I think what you're calling utilitarianism is typically called consequentialism. Utilitarianism usually connotes something like what Mill or Bentham had in mind - determine each individual's utility function, then contruct a global utility function that is the sum/average of the individuals. I say connotes because no matter how you define the term, this seems to be what people think when they hear it, so they bring up the tired old cached objections to Mill's utilitarianism that just don't apply to what we're typically talking about here.
I would argue that deriving principles using the categorical imperative is a very difficult optimization problem and that there is a very meaningful sense in which one is a deontologist and not a utilitarian. If one is a deontologist then one needs to solve a series of constraint-satisfaction problems with hard constraints (i.e. they cannot be violated). In the Kantian approach: given a situation, one has to derive the constraints under which one must act in that situation via moral thinking then one must accord to those constraints.
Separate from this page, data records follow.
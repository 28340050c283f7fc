//! Tracing (logging)

use tracing_subscriber::{layer::SubscriberExt, util::SubscriberInitExt};

/// Initlialise tracing (logging)
///
/// Applies a filter based on the `RUST_LOG` environment variable, falling back to info logging
/// for this crate if not set. Events go to standard error so that standard output can carry the
/// profile.
pub fn init_tracing() {
    tracing_subscriber::registry()
        .with(
            tracing_subscriber::EnvFilter::try_from_default_env()
                .unwrap_or_else(|_| "functree=info".into()),
        )
        .with(tracing_subscriber::fmt::layer().with_writer(std::io::stderr))
        .init();
}
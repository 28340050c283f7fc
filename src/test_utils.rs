use crate::hierarchy::{Hierarchy, HierarchyNode};
use crate::models::*;
use crate::table::MeasurementTable;

/// Measurement table used throughout the tests. `B.1.1` has no value for `s2` and `B.1.2` is
/// absent.
pub(crate) const TEST_TABLE: &str = "\
# test abundances
entry\ts1\ts2
A.1\t1\t2
A.2\t3\t4
B.1.1\t5\t
B.2\t1\t1
C\t7\t8
Z\t9\t9
";

/// Create the test hierarchy:
///
/// ```text
/// root
/// ├── A
/// │   ├── A.1
/// │   └── A.2
/// ├── B
/// │   ├── B.1
/// │   │   ├── B.1.1
/// │   │   └── B.1.2
/// │   └── B.2
/// └── *Undefined*
///     └── C
/// ```
pub(crate) fn get_test_hierarchy() -> Hierarchy {
    Hierarchy::new(vec![HierarchyNode::internal(
        "root",
        vec![
            HierarchyNode::internal(
                "A",
                vec![HierarchyNode::leaf("A.1"), HierarchyNode::leaf("A.2")],
            ),
            HierarchyNode::internal(
                "B",
                vec![
                    HierarchyNode::internal(
                        "B.1",
                        vec![HierarchyNode::leaf("B.1.1"), HierarchyNode::leaf("B.1.2")],
                    ),
                    HierarchyNode::leaf("B.2"),
                ],
            ),
            HierarchyNode::internal("*Undefined*", vec![HierarchyNode::leaf("C")]),
        ],
    )])
}

/// Create the test measurement table from [TEST_TABLE].
pub(crate) fn get_test_table() -> MeasurementTable {
    MeasurementTable::from_reader(TEST_TABLE.as_bytes(), None).unwrap()
}

/// Create an AnalysisRequest with the default methods.
pub(crate) fn get_test_analysis_request() -> AnalysisRequest {
    AnalysisRequest::new(Method::DEFAULT.to_vec(), "KEGG")
}
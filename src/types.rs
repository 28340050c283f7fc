pub mod missing;

// Re-export types for convenience.
pub use crate::types::missing::Missing;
This is very closely related to combinatorial optimization problems. I would argue that often there is a "moral dual" (in the sense of a dual program) where those constraints are no longer treated as absolute and you can assign different costs to each violation and you can then find a most moral strategy. I think very often we have something akin to strong duality where the utilitarian dual is equivalent to the deontological problem, but its an important distinction to remember that the deontologist has hard constraints and zero gradient on their objective functions (by some interpretations).
The utilitarian performs a search over a continuous space for the greatest expected utility, while the deontologist (in an extreme case) has a discrete set of choices, from which the immoral ones are successively weeded out.
Both are optimization procedures, and can be shown to produce very similar output behavior but the approach and philosophy are very different. The predictions of the behavior of the deontologist and the utilitarian can become quite different under the sorts of situations that moral philosophers love to come up with.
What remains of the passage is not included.